The rare clones constitute a low copy genetic resource that could rapidly expand as a response to habitat alterations, such as antimicrobial chemotherapy or invasion of novel microbes.
Abstract
The CF lung metagenome is composed of few viruses and fungi and hundreds of bacterial species, clones and subclones http://ow.ly/ZiqUE
Lessons for clinicians
More than 1000 microbial species were identified in the airways of children, adolescents and adults with cystic fibrosis (CF) by high-throughput shotgun metagenome sequencing of induced sputum samples.
Actinobacteria, Bacteroidetes, Firmicutes, Fusobacteria and Proteobacteria constitute >99% of the bacterial community in CF airways.
The DNA virome mainly consists of bacteriophages and occasionally of human pathogens, such as adeno- or herpes viruses and the mycobiome mainly consists of Candida and Aspergillus species.
A normal microbial airway metagenome lacking any CF-associated pathogens was observed in healthy CF adults with normal spirometry and normal lung clearance index. These index cases have been regularly seen since the age of diagnosis suggesting that continuous surveillance and intervention, if indicated, could prevent or decelerate progressive CF lung disease in some, but not all, subjects.
Pseudomonas aeruginosa was present in all samples from exocrine pancreatic insufficient (PI) CF patients, albeit prevalence was very low in subjects classified as P. aeruginosa-negative by standard bacteriology. P. aeruginosa is apparently acquired early in life in all PI CF patients. This novel information should be considered in forthcoming best practise guidelines for infection control and P. aeruginosa eradication programmes.
At present, the clonal populations of the common CF pathogens Staphylococcus aureus and P. aeruginosa in CF airways are more complex than presumed. Besides one or two major clone types that are amenable to standard culture-dependent diagnostics, several rare clone types coexist in CF lungs which could rapidly expand as a response to antimicrobial chemotherapy or invasion of novel microbes.
Introduction
CF is a life-shortening, debilitating, autosomal recessive disease that is caused by mutations in the cystic fibrosis transmembrane conductance regulator (CFTR) gene [1]. The basic defect of impaired epithelial chloride and bicarbonate secretion predisposes CF patients to chronic airway infections with opportunistic pathogens, which determine most morbidity in people with CF [1]. Epidemiological data drawn from culture-dependent diagnostics of respiratory specimens indicated that the airways of CF patients become colonised with Haemophilus influenzae and Staphylococcus aureus during early childhood, followed later in life by Pseudomonas aeruginosa and sometimes by organisms such as Burkholderia cepacia complex or atypical mycobacteria [2]. Culture-independent technologies, however, revealed that the CF respiratory tract is not inhabited by these few pathogens, but rather by complex polymicrobial communities [3–10]. Sequencing of PCR-amplified parts of bacterial 16S ribosomal (r)DNA genes could identify over 100 distinct genera including Streptococcus and numerous anaerobes as major players that are routinely not detected during the culture-dependent processing of CF-derived respiratory secretions.

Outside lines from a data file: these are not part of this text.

//! Read/write split routing over one master and its slaves.
//!
//! Routing rules:
//! - DDL runs on every data source, master first.
//! - DML runs on the master and pins later reads of the same logical
//!   connection to the master.
//! - Queries go to a load-balanced slave unless the connection is pinned,
//!   master-only routing is on, or there are no slaves.
//! - Everything else runs on the master.
//!
//! Each logical connection routes over its own backend sessions, opened from
//! the group's data sources when the connection is created.

use super::balance::LoadBalanceStrategy;
use super::sql_judge::{self, SqlType};
use super::{RouteDecision, RoutingResolver};
use crate::config::LoadBalanceMode;
use crate::connection::MasterSlaveConnection;
use crate::db::{BackendConnection, BackendDataSource};
use crate::error::{DbError, DbResult};
use crate::models::DatabaseType;
use async_trait::async_trait;
use std::collections::HashSet;
use std::sync::Arc;
use std::sync::atomic::{AtomicBool, Ordering};
use tracing::{debug, info, warn};

/// A named master plus ordered slaves.
#[derive(Debug, Clone)]
pub struct MasterSlaveDataSource {
    name: String,
    master: Arc<dyn BackendDataSource>,
    slaves: Vec<Arc<dyn BackendDataSource>>,
    strategy: Arc<LoadBalanceStrategy>,
    db_type: Option<DatabaseType>,
    master_only: bool,
}

impl MasterSlaveDataSource {
    /// Create a data source. Data source names must be unique across the group.
    pub fn new(
        name: impl Into<String>,
        master: Arc<dyn BackendDataSource>,
        slaves: Vec<Arc<dyn BackendDataSource>>,
    ) -> DbResult<Self> {
        let name = name.into();
        let mut seen = HashSet::new();
        for backend in std::iter::once(&master).chain(slaves.iter()) {
            if !seen.insert(backend.name().to_string()) {
                return Err(DbError::invalid_input(format!(
                    "Duplicate data source name '{}' in '{}'",
                    backend.name(),
                    name
                )));
            }
        }

        info!(
            name = %name,
            master = %master.name(),
            slaves = slaves.len(),
            "Master/slave data source ready"
        );

        Ok(Self {
            name,
            master,
            slaves,
            strategy: Arc::new(LoadBalanceStrategy::default()),
            db_type: None,
            master_only: false,
        })
    }

    pub fn with_load_balance(mut self, mode: LoadBalanceMode) -> Self {
        self.strategy = Arc::new(LoadBalanceStrategy::new(mode));
        self
    }

    /// SQL dialect used to classify statements. None parses generically.
    pub fn with_db_type(mut self, db_type: Option<DatabaseType>) -> Self {
        self.db_type = db_type;
        self
    }

    /// Route every statement to the master.
    pub fn with_master_only(mut self, master_only: bool) -> Self {
        self.master_only = master_only;
        self
    }

    pub fn name(&self) -> &str {
        &self.name
    }

    pub fn master(&self) -> &Arc<dyn BackendDataSource> {
        &self.master
    }

    pub fn slaves(&self) -> &[Arc<dyn BackendDataSource>] {
        &self.slaves
    }

    pub fn load_balance(&self) -> LoadBalanceMode {
        self.strategy.mode()
    }

    /// Create a router over fresh sessions, with its own master-visited flag.
    pub fn router(&self) -> DbResult<MasterSlaveRouter> {
        let master = self.master.open_session()?;
        let slaves = self
            .slaves
            .iter()
            .map(|slave| slave.open_session())
            .collect::<DbResult<Vec<_>>>()?;
        debug!(name = %self.name, sessions = slaves.len() + 1, "Opened backend sessions");

        Ok(MasterSlaveRouter {
            master,
            slaves,
            strategy: Arc::clone(&self.strategy),
            db_type: self.db_type,
            master_only: self.master_only,
            master_visited: AtomicBool::new(false),
        })
    }

    /// Open a logical connection backed by a fresh router.
    pub fn connect(&self) -> DbResult<MasterSlaveConnection> {
        Ok(MasterSlaveConnection::new(Arc::new(self.router()?)))
    }
}

/// Routes statements of one logical connection over its backend sessions.
#[derive(Debug)]
pub struct MasterSlaveRouter {
    master: Arc<dyn BackendConnection>,
    slaves: Vec<Arc<dyn BackendConnection>>,
    strategy: Arc<LoadBalanceStrategy>,
    db_type: Option<DatabaseType>,
    master_only: bool,
    master_visited: AtomicBool,
}

impl MasterSlaveRouter {
    /// Check if a write has pinned this connection's reads to the master.
    pub fn is_master_visited(&self) -> bool {
        self.master_visited.load(Ordering::Acquire)
    }

    /// Pick the targets for an already classified statement.
    pub fn route(&self, sql_type: SqlType) -> DbResult<RouteDecision> {
        match sql_type {
            SqlType::Ddl => {
                let mut all = Vec::with_capacity(self.slaves.len() + 1);
                all.push(Arc::clone(&self.master));
                all.extend(self.slaves.iter().cloned());
                RouteDecision::new(all)
            }
            SqlType::Dml => {
                self.master_visited.store(true, Ordering::Release);
                Ok(self.to_master())
            }
            SqlType::Dql => {
                if self.master_only || self.is_master_visited() {
                    return Ok(self.to_master());
                }
                match self.strategy.pick(&self.slaves) {
                    Some(slave) => Ok(RouteDecision::single(Arc::clone(slave))),
                    None => Ok(self.to_master()),
                }
            }
            SqlType::Tcl | SqlType::Dal | SqlType::Unknown => Ok(self.to_master()),
        }
    }

    fn to_master(&self) -> RouteDecision {
        RouteDecision::single(Arc::clone(&self.master))
    }
}

#[async_trait]
impl RoutingResolver for MasterSlaveRouter {
    async fn resolve(&self, sql: &str) -> DbResult<RouteDecision> {
        let sql_type = sql_judge::judge(sql, self.db_type)?;
        let decision = self.route(sql_type)?;
        debug!(
            sql_type = %sql_type,
            targets = ?decision.names(),
            master_visited = self.is_master_visited(),
            "Resolved route"
        );
        Ok(decision)
    }

    /// Release every session, master first. The first failure is returned.
    async fn release(&self) -> DbResult<()> {
        let mut first_error = None;
        for session in std::iter::once(&self.master).chain(self.slaves.iter()) {
            if let Err(e) = session.release().await {
                warn!(data_source = %session.name(), error = %e, "Failed to release session");
                first_error.get_or_insert(e);
            }
        }
        first_error.map_or(Ok(()), Err)
    }
}
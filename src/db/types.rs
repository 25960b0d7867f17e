//! Row decoding into cursor rows.
//!
//! Column values are decoded in two steps: `categorize_type` maps the backend
//! type name to a `TypeCategory`, then a per-database decoder extracts the
//! value as JSON. Binary columns are base64 encoded.

use crate::models::{DatabaseType, Row};
use base64::{Engine as _, engine::general_purpose::STANDARD};
use serde_json::Value as JsonValue;
use sqlx::mysql::{MySqlRow, MySqlTypeInfo, MySqlValueRef};
use sqlx::postgres::{PgRow, PgTypeInfo, PgValueRef};
use sqlx::sqlite::SqliteRow;
use sqlx::{Column, Decode, Row as _, Type, TypeInfo};

/// Logical category for database column types.
#[derive(Debug, Clone, Copy, PartialEq, Eq)]
pub enum TypeCategory {
    Integer,
    Float,
    Decimal,
    Boolean,
    Binary,
    Json,
    Text,
}

/// Classify a database type name into a logical category.
pub fn categorize_type(type_name: &str, db: DatabaseType) -> TypeCategory {
    let lower = type_name.to_lowercase();

    // Checked before float since "numeric" would otherwise fall through
    if lower.contains("decimal") || lower.contains("numeric") {
        // SQLite's NUMERIC is actually a float
        if db == DatabaseType::SQLite && lower == "numeric" {
            return TypeCategory::Float;
        }
        return TypeCategory::Decimal;
    }
    if lower.contains("int") || lower.contains("serial") || lower.contains("tiny") {
        return TypeCategory::Integer;
    }
    if lower == "bool" || lower == "boolean" {
        return TypeCategory::Boolean;
    }
    if lower.contains("float") || lower.contains("double") || lower == "real" {
        return TypeCategory::Float;
    }
    if lower == "json" || lower == "jsonb" {
        return TypeCategory::Json;
    }
    if lower.contains("blob") || lower.contains("binary") || lower == "bytea" {
        return TypeCategory::Binary;
    }
    TypeCategory::Text
}

/// Raw DECIMAL/NUMERIC value, kept as the database's string representation.
#[derive(Debug)]
pub struct RawDecimal(pub String);

impl Type<sqlx::MySql> for RawDecimal {
    fn type_info() -> MySqlTypeInfo {
        <String as Type<sqlx::MySql>>::type_info()
    }

    fn compatible(ty: &MySqlTypeInfo) -> bool {
        let name = ty.name().to_lowercase();
        name.contains("decimal") || name.contains("numeric")
    }
}

impl<'r> Decode<'r, sqlx::MySql> for RawDecimal {
    fn decode(value: MySqlValueRef<'r>) -> Result<Self, sqlx::error::BoxDynError> {
        let s = <&str as Decode<sqlx::MySql>>::decode(value)?;
        Ok(RawDecimal(s.to_string()))
    }
}

impl Type<sqlx::Postgres> for RawDecimal {
    fn type_info() -> PgTypeInfo {
        <String as Type<sqlx::Postgres>>::type_info()
    }

    fn compatible(ty: &PgTypeInfo) -> bool {
        let name = ty.name().to_lowercase();
        name.contains("numeric") || name.contains("decimal")
    }
}

impl<'r> Decode<'r, sqlx::Postgres> for RawDecimal {
    fn decode(value: PgValueRef<'r>) -> Result<Self, sqlx::error::BoxDynError> {
        let s = <&str as Decode<sqlx::Postgres>>::decode(value)?;
        Ok(RawDecimal(s.to_string()))
    }
}

fn float_value(v: f64) -> JsonValue {
    serde_json::Number::from_f64(v)
        .map(JsonValue::Number)
        .unwrap_or_else(|| JsonValue::String(v.to_string()))
}

fn binary_value(bytes: &[u8]) -> JsonValue {
    JsonValue::String(STANDARD.encode(bytes))
}

/// Conversion of backend rows into cursor rows.
pub trait RowToJson {
    fn to_row(&self) -> Row;
    fn column_names(&self) -> Vec<String>;
}

macro_rules! impl_row_to_json {
    ($row:ty, $db:expr, $decode:path) => {
        impl RowToJson for $row {
            fn to_row(&self) -> Row {
                self.columns()
                    .iter()
                    .enumerate()
                    .map(|(idx, col)| {
                        let category = categorize_type(col.type_info().name(), $db);
                        (col.name().to_string(), $decode(self, idx, category))
                    })
                    .collect()
            }

            fn column_names(&self) -> Vec<String> {
                self.columns()
                    .iter()
                    .map(|col| col.name().to_string())
                    .collect()
            }
        }
    };
}

impl_row_to_json!(MySqlRow, DatabaseType::MySQL, mysql::decode_column);
impl_row_to_json!(PgRow, DatabaseType::PostgreSQL, postgres::decode_column);
impl_row_to_json!(SqliteRow, DatabaseType::SQLite, sqlite::decode_column);

mod mysql {
    use super::*;

    pub fn decode_column(row: &MySqlRow, idx: usize, category: TypeCategory) -> JsonValue {
        match category {
            TypeCategory::Decimal => match row.try_get::<Option<RawDecimal>, _>(idx) {
                Ok(v) => v.map(|d| JsonValue::String(d.0)).unwrap_or(JsonValue::Null),
                Err(e) => {
                    tracing::error!("Failed to decode DECIMAL: {:?}", e);
                    JsonValue::Null
                }
            },
            TypeCategory::Integer => {
                if let Ok(Some(v)) = row.try_get::<Option<i64>, _>(idx) {
                    return JsonValue::Number(v.into());
                }
                // BIGINT UNSIGNED does not fit i64
                row.try_get::<Option<u64>, _>(idx)
                    .ok()
                    .flatten()
                    .map(|v| JsonValue::Number(v.into()))
                    .unwrap_or(JsonValue::Null)
            }
            TypeCategory::Boolean => row
                .try_get::<Option<bool>, _>(idx)
                .ok()
                .flatten()
                .map(JsonValue::Bool)
                .unwrap_or(JsonValue::Null),
            TypeCategory::Float => row
                .try_get::<Option<f64>, _>(idx)
                .ok()
                .flatten()
                .map(float_value)
                .unwrap_or(JsonValue::Null),
            TypeCategory::Binary => row
                .try_get::<Option<Vec<u8>>, _>(idx)
                .ok()
                .flatten()
                .map(|v| binary_value(&v))
                .unwrap_or(JsonValue::Null),
            TypeCategory::Json => row
                .try_get::<Option<JsonValue>, _>(idx)
                .ok()
                .flatten()
                .unwrap_or(JsonValue::Null),
            TypeCategory::Text => row
                .try_get::<Option<String>, _>(idx)
                .ok()
                .flatten()
                .map(JsonValue::String)
                .unwrap_or(JsonValue::Null),
        }
    }
}

mod postgres {
    use super::*;

    pub fn decode_column(row: &PgRow, idx: usize, category: TypeCategory) -> JsonValue {
        match category {
            TypeCategory::Decimal => match row.try_get::<Option<RawDecimal>, _>(idx) {
                Ok(v) => v.map(|d| JsonValue::String(d.0)).unwrap_or(JsonValue::Null),
                Err(e) => {
                    tracing::error!("Failed to decode NUMERIC: {:?}", e);
                    JsonValue::Null
                }
            },
            TypeCategory::Integer => {
                // Postgres integers are strictly typed: int2, int4, int8
                if let Ok(Some(v)) = row.try_get::<Option<i16>, _>(idx) {
                    return JsonValue::Number(v.into());
                }
                if let Ok(Some(v)) = row.try_get::<Option<i32>, _>(idx) {
                    return JsonValue::Number(v.into());
                }
                row.try_get::<Option<i64>, _>(idx)
                    .ok()
                    .flatten()
                    .map(|v| JsonValue::Number(v.into()))
                    .unwrap_or(JsonValue::Null)
            }
            TypeCategory::Boolean => row
                .try_get::<Option<bool>, _>(idx)
                .ok()
                .flatten()
                .map(JsonValue::Bool)
                .unwrap_or(JsonValue::Null),
            TypeCategory::Float => {
                if let Ok(Some(v)) = row.try_get::<Option<f64>, _>(idx) {
                    return float_value(v);
                }
                row.try_get::<Option<f32>, _>(idx)
                    .ok()
                    .flatten()
                    .map(|v| float_value(v as f64))
                    .unwrap_or(JsonValue::Null)
            }
            TypeCategory::Binary => row
                .try_get::<Option<Vec<u8>>, _>(idx)
                .ok()
                .flatten()
                .map(|v| binary_value(&v))
                .unwrap_or(JsonValue::Null),
            TypeCategory::Json => row
                .try_get::<Option<JsonValue>, _>(idx)
                .ok()
                .flatten()
                .unwrap_or(JsonValue::Null),
            TypeCategory::Text => row
                .try_get::<Option<String>, _>(idx)
                .ok()
                .flatten()
                .map(JsonValue::String)
                .unwrap_or(JsonValue::Null),
        }
    }
}

mod sqlite {
    use super::*;

    pub fn decode_column(row: &SqliteRow, idx: usize, category: TypeCategory) -> JsonValue {
        match category {
            TypeCategory::Integer => row
                .try_get::<Option<i64>, _>(idx)
                .ok()
                .flatten()
                .map(|v| JsonValue::Number(v.into()))
                .unwrap_or(JsonValue::Null),
            TypeCategory::Boolean => row
                .try_get::<Option<bool>, _>(idx)
                .ok()
                .flatten()
                .map(JsonValue::Bool)
                .unwrap_or(JsonValue::Null),
            TypeCategory::Float | TypeCategory::Decimal => row
                .try_get::<Option<f64>, _>(idx)
                .ok()
                .flatten()
                .map(float_value)
                .unwrap_or(JsonValue::Null),
            TypeCategory::Binary => row
                .try_get::<Option<Vec<u8>>, _>(idx)
                .ok()
                .flatten()
                .map(|v| binary_value(&v))
                .unwrap_or(JsonValue::Null),
            // SQLite expressions without a declared type report NULL; try the
            // dynamic storage classes in turn
            TypeCategory::Json | TypeCategory::Text => {
                if let Ok(Some(v)) = row.try_get::<Option<String>, _>(idx) {
                    return JsonValue::String(v);
                }
                if let Ok(Some(v)) = row.try_get::<Option<i64>, _>(idx) {
                    return JsonValue::Number(v.into());
                }
                row.try_get::<Option<f64>, _>(idx)
                    .ok()
                    .flatten()
                    .map(float_value)
                    .unwrap_or(JsonValue::Null)
            }
        }
    }
}
//! Data models for statement routing.
//!
//! This module re-exports all model types used throughout the crate.

pub mod connection;
pub mod cursor;
pub mod statement;

// Re-export commonly used types
pub use connection::{ConnectionConfig, ConnectionConfigError, DataSourceRole, DatabaseType};
pub use cursor::{ResultCursor, Row};
pub use statement::{
    ExecuteOptions, ExecutionOutcome, GeneratedKeysMode, ResultSetConcurrency,
    ResultSetHoldability, ResultSetType, StatementConfig,
};
//! Master/slave statement routing library.
//!
//! This library dispatches SQL statements to the backend connections chosen by
//! a routing resolver (SQLite, PostgreSQL, MySQL) and presents the result as a
//! single statement handle.

pub mod config;
pub mod connection;
pub mod db;
pub mod error;
pub mod models;
pub mod routing;
pub mod statement;

pub use config::Config;
pub use connection::MasterSlaveConnection;
pub use error::{DbError, DbResult};
pub use routing::{MasterSlaveDataSource, RouteDecision, RoutingResolver};
pub use statement::{AggregationPolicy, MasterSlaveStatement};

Sequence variations in the ancient and ubiquitous ribosomal RNA genes are considered to reflect the universal molecular clock of life [11]. Correspondingly, the composition of microbial communities is described by the abundance of individual rDNA sequences. However, one has to accept some inherent biases of this approach. First, prokaryotes and eukaryotes need to be analysed separately due to their basic difference of rDNA sequence and, correspondingly, most work has been confined to the bacterial microbiota. Secondly, the sequences of the sample are prepared for analysis by oligonucleotide primer-based amplification steps. Subsequent sequencing of the amplicons has a limited ability to resolve taxonomic identification to the species level, may fail to detect phyla and can skew the estimation of species relative abundance in a community [12, 13].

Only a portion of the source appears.